EXERCISE DIRECTIONS ->
Search the records below for the word "installed". Copy each line where it occurs.

EXTRACTED INFORMATION ->
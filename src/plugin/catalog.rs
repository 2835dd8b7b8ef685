//! Compiled kit catalog.
//!
//! Kits built into the binary register a factory under their full package
//! name. When the package is installed, the container prefers the factory
//! over the subprocess protocol.

use std::collections::HashMap;
use std::sync::Arc;

use super::KitContext;
use crate::module::ModuleDescriptor;

/// Builds a kit context from an installed module.
pub type KitFactory = Arc<dyn Fn(&ModuleDescriptor) -> anyhow::Result<KitContext> + Send + Sync>;

/// Named kit factories.
#[derive(Clone, Default)]
pub struct KitCatalog {
    factories: HashMap<String, KitFactory>,
}

impl std::fmt::Debug for KitCatalog {
    fn fmt(&self, f: &mut std::fmt::Formatter<'_>) -> std::fmt::Result {
        f.debug_struct("KitCatalog").field("kits", &self.names()).finish()
    }
}

impl KitCatalog {
    /// Empty catalog.
    pub fn new() -> Self {
        Self::default()
    }

    /// Register a factory under a full package name, replacing any previous one.
    pub fn register<F>(&mut self, full_name: impl Into<String>, factory: F)
    where
        F: Fn(&ModuleDescriptor) -> anyhow::Result<KitContext> + Send + Sync + 'static,
    {
        let full_name = full_name.into();
        tracing::debug!(kit = %full_name, "registered compiled kit");
        self.factories.insert(full_name, Arc::new(factory));
    }

    /// Factory for a package.
    pub fn get(&self, full_name: &str) -> Option<KitFactory> {
        self.factories.get(full_name).cloned()
    }

    /// Whether a factory is registered.
    pub fn contains(&self, full_name: &str) -> bool {
        self.factories.contains_key(full_name)
    }

    /// Registered package names, sorted.
    pub fn names(&self) -> Vec<&str> {
        let mut names: Vec<&str> = self.factories.keys().map(String::as_str).collect();
        names.sort_unstable();
        names
    }

    /// Number of registered factories.
    pub fn len(&self) -> usize {
        self.factories.len()
    }

    /// Whether the catalog is empty.
    pub fn is_empty(&self) -> bool {
        self.factories.is_empty()
    }
}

WRITTEN SOLUTION ->
//! name. When the package is installed, the container prefers the factory
/// Builds a kit context from an installed module.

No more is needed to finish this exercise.